┌────────

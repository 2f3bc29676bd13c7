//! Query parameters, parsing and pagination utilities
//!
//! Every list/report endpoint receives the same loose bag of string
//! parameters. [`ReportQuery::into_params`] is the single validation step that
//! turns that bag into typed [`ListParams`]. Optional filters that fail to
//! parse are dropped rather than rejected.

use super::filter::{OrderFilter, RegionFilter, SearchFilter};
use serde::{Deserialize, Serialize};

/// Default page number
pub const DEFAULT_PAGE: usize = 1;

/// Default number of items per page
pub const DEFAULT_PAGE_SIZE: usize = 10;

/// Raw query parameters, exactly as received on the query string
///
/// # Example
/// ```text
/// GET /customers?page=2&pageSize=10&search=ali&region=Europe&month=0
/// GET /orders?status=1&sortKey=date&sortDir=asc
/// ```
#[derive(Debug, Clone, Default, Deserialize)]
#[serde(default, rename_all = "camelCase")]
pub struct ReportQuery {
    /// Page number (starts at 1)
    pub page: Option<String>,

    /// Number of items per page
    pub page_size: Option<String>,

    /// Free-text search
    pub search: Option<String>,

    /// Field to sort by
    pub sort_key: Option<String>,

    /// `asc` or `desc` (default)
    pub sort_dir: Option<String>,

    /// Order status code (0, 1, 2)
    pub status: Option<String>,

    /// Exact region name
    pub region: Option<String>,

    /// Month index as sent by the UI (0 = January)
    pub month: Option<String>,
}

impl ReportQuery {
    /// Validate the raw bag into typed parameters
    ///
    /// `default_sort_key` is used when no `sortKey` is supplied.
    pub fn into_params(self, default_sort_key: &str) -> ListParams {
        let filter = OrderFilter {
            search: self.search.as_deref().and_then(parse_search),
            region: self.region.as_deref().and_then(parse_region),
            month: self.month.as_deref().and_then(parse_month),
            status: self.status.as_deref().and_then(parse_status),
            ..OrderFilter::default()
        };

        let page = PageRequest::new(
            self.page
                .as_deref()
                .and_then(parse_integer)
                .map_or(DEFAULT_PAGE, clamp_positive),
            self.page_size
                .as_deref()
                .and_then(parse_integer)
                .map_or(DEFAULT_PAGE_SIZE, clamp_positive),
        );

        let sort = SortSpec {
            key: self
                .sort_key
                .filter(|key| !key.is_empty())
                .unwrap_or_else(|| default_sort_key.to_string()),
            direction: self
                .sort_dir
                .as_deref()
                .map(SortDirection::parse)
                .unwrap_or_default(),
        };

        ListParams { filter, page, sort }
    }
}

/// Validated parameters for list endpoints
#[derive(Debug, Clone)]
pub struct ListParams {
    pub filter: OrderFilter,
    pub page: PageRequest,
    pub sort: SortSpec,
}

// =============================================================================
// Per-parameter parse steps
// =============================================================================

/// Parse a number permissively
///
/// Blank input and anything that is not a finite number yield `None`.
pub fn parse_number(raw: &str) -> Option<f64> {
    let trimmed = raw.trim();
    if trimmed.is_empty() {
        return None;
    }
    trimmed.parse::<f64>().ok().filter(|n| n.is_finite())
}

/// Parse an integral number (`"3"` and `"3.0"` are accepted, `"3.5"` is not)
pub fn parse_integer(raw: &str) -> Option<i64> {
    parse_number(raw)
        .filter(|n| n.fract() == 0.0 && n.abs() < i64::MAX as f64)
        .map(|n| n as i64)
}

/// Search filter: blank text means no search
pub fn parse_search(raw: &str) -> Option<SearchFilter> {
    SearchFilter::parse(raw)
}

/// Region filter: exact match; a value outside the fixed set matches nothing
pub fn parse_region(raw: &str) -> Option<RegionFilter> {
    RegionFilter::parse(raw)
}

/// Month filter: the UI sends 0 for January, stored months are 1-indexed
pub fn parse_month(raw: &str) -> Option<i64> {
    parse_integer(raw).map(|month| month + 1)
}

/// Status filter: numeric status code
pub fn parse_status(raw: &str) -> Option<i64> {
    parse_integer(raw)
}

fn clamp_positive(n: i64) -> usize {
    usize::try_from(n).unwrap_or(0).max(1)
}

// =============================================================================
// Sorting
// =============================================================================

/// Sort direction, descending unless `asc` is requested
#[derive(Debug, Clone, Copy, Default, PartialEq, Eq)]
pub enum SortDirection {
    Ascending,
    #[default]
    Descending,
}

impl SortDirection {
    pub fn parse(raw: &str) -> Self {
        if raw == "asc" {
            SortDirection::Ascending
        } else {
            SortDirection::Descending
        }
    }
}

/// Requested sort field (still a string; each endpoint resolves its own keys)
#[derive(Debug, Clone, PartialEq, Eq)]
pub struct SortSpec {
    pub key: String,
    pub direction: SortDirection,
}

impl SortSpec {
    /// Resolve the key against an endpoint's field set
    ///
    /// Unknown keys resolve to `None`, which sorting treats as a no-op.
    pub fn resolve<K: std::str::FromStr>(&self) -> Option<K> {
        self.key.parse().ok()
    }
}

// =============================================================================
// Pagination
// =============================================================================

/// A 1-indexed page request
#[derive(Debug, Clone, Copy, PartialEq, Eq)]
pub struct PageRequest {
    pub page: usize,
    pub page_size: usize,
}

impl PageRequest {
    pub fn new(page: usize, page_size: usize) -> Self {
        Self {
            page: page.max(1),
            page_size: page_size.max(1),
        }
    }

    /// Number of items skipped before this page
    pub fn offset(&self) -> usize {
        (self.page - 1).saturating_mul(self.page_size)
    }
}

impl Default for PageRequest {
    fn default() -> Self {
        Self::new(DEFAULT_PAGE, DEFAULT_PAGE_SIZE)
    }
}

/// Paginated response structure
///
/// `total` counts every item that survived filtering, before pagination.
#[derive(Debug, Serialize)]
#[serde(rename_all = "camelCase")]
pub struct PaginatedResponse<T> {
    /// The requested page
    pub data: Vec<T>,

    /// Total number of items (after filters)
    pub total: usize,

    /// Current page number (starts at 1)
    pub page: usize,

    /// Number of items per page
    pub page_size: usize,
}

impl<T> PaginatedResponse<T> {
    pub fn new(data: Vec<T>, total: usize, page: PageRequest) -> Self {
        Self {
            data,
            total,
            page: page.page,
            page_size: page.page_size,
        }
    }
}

└────────

__Exercise aim__. Your answer should be every line above that contains the word "typed".

__Reply__.
//! turns that bag into typed [`ListParams`]. Optional filters that fail to
    /// Validate the raw bag into typed parameters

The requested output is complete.